**Stored records**
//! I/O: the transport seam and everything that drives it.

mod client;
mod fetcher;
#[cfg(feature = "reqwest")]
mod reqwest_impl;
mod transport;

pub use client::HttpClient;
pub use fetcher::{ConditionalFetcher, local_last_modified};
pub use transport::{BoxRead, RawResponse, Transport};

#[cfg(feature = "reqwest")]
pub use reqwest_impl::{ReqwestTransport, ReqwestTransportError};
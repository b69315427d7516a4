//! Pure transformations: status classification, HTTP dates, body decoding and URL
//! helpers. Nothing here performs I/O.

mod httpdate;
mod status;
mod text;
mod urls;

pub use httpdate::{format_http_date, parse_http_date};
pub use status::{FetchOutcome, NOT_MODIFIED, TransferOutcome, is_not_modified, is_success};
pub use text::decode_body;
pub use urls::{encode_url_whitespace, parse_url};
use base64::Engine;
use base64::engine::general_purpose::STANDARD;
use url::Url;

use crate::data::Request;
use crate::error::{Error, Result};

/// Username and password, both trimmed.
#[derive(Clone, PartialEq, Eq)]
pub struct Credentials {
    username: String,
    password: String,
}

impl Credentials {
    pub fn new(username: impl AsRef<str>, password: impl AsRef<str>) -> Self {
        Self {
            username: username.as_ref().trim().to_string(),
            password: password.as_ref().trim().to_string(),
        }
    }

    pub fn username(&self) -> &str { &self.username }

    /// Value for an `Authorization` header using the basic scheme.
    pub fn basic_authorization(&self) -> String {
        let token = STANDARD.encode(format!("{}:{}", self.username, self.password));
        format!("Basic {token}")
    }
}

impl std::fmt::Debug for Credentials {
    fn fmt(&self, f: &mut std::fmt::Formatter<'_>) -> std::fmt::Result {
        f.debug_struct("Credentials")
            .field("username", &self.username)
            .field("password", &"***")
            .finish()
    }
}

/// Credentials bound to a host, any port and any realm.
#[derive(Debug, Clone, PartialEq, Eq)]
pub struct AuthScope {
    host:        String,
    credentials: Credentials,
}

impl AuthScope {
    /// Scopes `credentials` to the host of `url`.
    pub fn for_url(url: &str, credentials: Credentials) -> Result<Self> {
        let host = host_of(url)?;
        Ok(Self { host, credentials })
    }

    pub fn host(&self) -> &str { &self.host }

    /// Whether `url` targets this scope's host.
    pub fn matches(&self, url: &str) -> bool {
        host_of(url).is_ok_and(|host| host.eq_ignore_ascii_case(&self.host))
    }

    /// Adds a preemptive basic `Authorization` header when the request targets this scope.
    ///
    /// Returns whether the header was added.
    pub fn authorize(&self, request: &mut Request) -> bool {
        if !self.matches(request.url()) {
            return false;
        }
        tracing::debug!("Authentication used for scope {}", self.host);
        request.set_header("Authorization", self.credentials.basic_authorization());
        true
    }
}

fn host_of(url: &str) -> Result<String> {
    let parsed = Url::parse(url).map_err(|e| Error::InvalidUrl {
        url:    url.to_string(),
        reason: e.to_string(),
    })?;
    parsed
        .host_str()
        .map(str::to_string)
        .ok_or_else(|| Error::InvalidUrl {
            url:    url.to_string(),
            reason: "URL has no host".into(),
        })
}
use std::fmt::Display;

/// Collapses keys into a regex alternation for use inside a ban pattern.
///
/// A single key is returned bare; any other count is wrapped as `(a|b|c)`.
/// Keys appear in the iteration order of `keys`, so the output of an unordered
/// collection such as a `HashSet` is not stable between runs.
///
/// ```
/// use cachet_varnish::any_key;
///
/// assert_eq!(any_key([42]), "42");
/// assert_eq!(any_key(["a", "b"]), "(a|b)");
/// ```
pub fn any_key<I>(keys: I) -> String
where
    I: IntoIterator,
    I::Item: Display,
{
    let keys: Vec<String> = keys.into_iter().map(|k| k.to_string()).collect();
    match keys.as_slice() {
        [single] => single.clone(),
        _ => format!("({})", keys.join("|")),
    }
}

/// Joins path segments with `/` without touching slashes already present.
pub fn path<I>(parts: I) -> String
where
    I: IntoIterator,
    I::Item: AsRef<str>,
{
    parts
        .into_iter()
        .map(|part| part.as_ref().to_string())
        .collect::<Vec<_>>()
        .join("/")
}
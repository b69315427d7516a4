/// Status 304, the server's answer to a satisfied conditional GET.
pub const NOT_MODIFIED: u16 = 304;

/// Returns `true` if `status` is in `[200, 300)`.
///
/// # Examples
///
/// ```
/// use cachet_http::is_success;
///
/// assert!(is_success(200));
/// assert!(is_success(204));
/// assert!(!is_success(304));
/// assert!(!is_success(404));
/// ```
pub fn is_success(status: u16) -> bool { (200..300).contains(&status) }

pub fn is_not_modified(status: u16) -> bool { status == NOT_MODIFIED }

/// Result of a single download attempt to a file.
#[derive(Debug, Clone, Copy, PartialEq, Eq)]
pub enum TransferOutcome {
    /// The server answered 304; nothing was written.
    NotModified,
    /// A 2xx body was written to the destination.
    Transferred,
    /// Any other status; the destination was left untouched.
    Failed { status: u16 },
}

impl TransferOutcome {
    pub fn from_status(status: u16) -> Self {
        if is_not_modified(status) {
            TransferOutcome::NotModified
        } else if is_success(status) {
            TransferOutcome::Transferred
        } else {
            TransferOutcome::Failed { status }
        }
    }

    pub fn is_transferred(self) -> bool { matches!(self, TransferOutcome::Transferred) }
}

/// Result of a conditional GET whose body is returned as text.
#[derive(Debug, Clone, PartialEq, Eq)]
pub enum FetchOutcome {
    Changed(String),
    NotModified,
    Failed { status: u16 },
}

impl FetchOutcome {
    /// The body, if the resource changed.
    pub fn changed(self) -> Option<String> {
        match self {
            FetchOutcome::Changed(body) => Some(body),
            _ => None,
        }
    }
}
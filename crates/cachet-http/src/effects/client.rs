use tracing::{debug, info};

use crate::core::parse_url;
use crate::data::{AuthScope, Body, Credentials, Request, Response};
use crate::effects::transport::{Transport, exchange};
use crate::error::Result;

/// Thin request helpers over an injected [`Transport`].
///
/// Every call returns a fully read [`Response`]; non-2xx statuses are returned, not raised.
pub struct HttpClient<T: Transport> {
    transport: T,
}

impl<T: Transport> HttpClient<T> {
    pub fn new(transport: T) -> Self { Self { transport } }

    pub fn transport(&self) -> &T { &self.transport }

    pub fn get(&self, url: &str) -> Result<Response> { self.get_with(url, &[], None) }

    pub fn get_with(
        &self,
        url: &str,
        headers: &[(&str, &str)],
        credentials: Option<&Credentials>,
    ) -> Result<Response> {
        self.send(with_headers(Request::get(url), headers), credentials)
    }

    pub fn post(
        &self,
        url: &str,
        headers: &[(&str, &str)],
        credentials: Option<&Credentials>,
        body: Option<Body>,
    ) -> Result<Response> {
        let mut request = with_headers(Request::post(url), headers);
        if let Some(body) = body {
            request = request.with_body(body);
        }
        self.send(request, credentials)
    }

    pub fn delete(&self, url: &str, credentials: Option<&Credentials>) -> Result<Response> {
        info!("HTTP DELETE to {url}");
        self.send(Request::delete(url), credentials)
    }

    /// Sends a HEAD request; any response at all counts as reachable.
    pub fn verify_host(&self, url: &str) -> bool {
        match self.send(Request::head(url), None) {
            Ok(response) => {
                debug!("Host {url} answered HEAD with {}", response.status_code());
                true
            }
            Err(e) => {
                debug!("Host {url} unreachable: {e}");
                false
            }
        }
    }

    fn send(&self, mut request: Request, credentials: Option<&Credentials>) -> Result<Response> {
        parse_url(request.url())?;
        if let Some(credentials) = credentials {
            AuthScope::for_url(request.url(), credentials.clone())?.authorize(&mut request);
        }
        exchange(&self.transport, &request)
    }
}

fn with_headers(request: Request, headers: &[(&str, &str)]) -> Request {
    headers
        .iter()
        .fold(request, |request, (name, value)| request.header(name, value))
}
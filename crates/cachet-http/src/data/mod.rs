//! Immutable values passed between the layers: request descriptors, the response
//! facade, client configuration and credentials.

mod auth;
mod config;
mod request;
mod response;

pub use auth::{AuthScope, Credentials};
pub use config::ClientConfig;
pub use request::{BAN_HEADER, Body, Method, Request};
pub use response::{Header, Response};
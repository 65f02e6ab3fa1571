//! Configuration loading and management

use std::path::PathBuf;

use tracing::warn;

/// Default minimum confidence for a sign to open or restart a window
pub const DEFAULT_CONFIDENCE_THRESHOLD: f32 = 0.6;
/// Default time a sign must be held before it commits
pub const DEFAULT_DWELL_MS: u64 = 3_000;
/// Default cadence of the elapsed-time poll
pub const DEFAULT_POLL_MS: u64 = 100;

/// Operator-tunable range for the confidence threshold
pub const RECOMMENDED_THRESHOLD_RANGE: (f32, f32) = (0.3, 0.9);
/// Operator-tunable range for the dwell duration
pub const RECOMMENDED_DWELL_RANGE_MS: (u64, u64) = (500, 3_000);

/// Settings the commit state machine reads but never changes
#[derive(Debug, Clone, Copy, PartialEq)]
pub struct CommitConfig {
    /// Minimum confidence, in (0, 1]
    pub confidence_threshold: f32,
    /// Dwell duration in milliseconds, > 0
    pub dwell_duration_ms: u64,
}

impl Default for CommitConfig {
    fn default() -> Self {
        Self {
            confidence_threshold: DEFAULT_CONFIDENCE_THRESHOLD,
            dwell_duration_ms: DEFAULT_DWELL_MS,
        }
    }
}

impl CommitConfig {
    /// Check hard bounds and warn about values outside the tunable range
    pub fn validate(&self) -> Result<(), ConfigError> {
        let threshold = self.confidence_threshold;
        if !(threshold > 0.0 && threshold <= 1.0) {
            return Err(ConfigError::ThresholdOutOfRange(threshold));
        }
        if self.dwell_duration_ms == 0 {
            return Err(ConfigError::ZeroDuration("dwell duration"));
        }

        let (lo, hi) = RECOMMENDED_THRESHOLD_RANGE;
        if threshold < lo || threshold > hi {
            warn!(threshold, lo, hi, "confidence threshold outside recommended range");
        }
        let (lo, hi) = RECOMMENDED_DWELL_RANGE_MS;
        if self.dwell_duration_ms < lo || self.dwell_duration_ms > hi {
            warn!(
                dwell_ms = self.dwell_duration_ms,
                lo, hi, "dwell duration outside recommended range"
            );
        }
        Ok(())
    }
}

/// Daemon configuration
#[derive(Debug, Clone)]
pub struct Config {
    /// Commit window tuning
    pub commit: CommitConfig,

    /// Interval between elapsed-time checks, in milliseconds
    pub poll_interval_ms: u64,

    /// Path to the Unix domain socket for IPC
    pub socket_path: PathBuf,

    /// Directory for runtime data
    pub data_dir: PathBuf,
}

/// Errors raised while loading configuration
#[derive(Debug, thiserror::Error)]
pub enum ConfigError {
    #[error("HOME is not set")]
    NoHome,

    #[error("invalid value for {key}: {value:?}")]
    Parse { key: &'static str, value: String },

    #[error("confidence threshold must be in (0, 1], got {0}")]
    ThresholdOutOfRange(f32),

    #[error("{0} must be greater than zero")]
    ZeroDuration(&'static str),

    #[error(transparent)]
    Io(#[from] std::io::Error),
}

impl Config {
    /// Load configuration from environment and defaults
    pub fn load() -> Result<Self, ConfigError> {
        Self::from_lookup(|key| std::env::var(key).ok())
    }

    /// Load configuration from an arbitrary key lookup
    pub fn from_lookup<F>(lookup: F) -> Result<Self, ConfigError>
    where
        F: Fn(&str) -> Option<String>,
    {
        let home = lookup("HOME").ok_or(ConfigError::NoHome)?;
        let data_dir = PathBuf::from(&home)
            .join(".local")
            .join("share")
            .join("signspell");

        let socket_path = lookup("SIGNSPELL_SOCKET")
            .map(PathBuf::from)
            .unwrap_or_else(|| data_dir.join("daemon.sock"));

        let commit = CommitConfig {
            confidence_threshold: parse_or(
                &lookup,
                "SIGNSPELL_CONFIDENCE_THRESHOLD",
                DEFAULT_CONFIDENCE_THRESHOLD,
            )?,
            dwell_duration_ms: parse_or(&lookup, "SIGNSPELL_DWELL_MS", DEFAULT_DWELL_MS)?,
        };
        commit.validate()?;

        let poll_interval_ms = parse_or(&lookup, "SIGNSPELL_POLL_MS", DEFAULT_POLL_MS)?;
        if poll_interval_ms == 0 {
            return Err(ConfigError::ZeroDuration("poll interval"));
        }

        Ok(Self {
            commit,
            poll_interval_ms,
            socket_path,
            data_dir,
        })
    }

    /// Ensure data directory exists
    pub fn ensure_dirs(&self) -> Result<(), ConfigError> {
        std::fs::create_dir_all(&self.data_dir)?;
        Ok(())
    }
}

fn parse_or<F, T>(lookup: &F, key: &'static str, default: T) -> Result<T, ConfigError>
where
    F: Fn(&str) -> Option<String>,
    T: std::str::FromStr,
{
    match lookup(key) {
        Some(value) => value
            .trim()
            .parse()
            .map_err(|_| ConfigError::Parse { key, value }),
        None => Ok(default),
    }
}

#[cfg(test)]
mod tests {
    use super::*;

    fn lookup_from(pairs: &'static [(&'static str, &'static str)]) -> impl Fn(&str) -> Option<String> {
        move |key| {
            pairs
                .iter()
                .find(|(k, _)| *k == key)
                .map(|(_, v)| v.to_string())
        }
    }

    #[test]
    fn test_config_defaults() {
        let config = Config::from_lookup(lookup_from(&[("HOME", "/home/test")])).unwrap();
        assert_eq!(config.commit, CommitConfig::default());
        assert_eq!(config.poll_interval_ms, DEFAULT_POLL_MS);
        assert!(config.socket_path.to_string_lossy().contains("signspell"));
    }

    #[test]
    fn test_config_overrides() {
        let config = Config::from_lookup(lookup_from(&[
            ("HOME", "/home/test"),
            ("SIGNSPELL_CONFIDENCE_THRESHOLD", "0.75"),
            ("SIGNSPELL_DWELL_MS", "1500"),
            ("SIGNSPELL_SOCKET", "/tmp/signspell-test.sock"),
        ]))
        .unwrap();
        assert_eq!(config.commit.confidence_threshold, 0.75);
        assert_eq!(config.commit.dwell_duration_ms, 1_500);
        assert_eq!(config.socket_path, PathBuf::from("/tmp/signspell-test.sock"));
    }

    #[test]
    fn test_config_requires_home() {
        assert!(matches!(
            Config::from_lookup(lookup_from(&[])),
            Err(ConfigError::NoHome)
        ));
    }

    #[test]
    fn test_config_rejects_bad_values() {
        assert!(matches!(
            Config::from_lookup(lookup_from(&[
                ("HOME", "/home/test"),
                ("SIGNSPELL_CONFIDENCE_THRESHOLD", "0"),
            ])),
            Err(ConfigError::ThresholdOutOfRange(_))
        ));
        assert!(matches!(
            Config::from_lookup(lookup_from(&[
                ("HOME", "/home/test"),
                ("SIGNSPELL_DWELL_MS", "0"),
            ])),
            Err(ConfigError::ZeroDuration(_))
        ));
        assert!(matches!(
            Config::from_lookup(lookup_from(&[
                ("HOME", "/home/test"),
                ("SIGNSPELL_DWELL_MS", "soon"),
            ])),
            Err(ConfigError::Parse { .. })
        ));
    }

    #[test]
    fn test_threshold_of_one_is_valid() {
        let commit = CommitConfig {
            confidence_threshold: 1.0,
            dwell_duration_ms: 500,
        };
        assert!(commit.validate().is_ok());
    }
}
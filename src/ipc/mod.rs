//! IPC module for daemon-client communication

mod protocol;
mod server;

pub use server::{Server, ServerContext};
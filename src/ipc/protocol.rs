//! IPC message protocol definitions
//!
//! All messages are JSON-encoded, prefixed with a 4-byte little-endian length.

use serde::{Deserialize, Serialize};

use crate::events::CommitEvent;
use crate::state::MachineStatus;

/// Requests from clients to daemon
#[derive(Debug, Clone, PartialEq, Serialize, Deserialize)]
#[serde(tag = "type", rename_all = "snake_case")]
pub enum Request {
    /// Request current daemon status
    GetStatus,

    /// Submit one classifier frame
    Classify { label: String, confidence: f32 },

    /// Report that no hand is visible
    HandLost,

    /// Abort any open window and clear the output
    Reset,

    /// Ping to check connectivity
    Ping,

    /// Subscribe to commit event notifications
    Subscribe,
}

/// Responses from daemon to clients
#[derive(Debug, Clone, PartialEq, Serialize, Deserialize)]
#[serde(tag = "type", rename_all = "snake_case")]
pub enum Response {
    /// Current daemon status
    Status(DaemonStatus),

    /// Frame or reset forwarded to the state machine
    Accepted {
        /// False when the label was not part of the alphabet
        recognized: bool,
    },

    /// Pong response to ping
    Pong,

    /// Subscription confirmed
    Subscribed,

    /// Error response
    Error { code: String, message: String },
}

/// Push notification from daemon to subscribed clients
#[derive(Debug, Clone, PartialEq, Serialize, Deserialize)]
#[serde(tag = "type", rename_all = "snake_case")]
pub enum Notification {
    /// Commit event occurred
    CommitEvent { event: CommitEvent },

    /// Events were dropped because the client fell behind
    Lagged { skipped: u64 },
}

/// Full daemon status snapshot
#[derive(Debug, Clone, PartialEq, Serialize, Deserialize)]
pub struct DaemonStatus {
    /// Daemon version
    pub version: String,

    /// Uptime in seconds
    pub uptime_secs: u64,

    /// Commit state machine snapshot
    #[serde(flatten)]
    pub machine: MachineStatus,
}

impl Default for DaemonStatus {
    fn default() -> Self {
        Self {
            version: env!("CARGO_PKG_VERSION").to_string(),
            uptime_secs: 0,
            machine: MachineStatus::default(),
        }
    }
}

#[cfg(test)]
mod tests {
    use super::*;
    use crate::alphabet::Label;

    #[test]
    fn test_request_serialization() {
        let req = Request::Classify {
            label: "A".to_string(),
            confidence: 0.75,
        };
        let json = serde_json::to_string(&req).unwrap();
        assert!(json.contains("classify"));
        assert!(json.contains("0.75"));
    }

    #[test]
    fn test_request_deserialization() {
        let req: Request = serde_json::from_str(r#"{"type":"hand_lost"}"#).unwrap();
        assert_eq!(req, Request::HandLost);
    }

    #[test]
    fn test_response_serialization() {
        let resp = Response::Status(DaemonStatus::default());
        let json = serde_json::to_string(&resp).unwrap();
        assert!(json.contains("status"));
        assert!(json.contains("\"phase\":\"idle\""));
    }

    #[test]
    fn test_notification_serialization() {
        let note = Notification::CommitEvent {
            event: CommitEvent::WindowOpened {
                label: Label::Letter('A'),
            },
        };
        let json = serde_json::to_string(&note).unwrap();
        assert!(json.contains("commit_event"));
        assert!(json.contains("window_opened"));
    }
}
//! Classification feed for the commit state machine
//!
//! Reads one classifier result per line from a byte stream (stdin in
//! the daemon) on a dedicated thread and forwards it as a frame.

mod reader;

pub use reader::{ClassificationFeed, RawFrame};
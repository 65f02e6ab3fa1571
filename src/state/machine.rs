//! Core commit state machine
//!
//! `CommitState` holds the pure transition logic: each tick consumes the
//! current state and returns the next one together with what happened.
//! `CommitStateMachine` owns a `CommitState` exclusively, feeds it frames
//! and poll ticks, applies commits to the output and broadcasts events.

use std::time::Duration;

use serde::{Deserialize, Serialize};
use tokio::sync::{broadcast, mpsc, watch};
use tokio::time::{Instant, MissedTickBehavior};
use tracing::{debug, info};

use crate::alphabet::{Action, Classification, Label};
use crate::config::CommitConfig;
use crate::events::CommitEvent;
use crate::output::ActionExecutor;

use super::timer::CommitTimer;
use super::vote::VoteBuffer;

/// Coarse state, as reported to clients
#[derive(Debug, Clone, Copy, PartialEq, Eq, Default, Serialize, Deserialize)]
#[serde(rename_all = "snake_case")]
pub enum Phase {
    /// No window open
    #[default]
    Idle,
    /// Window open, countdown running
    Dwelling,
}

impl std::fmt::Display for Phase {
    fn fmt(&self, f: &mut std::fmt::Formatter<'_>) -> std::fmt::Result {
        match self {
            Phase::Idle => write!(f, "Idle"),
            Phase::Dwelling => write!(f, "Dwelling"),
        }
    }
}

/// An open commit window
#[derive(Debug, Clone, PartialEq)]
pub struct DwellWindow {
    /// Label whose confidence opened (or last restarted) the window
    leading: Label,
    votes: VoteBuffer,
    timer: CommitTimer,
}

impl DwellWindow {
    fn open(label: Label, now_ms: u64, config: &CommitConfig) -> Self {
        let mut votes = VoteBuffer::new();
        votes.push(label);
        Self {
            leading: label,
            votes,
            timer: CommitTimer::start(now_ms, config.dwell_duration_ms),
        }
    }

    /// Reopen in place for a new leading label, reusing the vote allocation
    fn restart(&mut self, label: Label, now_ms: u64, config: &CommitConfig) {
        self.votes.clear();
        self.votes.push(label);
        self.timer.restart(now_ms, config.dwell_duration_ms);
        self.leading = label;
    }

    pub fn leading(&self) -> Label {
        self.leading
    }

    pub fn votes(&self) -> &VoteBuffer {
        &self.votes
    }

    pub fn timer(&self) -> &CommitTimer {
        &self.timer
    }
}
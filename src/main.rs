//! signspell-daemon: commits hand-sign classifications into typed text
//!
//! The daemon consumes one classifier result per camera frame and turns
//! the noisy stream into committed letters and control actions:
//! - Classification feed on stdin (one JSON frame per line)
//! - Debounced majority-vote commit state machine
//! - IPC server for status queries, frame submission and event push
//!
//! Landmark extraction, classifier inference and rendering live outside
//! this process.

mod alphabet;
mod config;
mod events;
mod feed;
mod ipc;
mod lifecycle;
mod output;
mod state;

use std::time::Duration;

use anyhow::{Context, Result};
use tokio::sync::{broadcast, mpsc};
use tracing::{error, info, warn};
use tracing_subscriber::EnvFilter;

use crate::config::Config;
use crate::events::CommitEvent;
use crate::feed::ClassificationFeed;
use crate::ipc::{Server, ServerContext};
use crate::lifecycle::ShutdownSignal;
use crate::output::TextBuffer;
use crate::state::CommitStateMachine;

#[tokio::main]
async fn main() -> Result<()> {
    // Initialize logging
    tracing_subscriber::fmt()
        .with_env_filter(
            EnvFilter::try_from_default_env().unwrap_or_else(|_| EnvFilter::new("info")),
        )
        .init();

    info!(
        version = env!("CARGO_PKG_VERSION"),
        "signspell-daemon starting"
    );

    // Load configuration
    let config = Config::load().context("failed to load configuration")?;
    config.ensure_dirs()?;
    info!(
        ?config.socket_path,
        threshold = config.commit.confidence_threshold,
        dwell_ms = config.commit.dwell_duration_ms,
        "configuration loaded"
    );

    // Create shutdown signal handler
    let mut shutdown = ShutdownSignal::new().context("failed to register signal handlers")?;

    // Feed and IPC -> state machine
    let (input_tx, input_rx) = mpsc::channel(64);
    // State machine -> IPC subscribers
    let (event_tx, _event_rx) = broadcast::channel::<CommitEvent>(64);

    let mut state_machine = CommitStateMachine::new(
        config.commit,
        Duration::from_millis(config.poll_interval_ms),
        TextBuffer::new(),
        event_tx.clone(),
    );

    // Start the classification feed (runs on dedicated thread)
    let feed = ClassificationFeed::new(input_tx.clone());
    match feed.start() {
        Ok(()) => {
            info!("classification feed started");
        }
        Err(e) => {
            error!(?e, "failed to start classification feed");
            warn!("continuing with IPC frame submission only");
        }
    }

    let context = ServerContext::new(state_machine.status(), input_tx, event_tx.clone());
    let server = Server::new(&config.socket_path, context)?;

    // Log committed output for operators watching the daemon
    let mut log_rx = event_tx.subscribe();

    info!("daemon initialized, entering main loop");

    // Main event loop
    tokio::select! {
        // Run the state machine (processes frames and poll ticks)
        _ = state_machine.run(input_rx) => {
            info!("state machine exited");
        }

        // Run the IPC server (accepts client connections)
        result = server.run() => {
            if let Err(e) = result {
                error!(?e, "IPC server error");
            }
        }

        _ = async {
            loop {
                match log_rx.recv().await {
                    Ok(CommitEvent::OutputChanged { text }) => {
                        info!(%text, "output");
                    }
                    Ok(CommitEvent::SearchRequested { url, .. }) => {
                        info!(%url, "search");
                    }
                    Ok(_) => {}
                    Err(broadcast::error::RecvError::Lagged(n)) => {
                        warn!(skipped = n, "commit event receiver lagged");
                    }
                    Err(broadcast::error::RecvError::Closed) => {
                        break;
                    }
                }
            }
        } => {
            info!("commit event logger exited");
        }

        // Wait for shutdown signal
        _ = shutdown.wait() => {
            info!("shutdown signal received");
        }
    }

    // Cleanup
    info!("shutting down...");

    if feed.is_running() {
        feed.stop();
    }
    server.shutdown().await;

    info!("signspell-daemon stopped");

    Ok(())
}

**Task to complete**
Reproduce all lines from the records above that include the word "ShutdownSignal".

**Output**
use crate::lifecycle::ShutdownSignal;
    let mut shutdown = ShutdownSignal::new().context("failed to register signal handlers")?;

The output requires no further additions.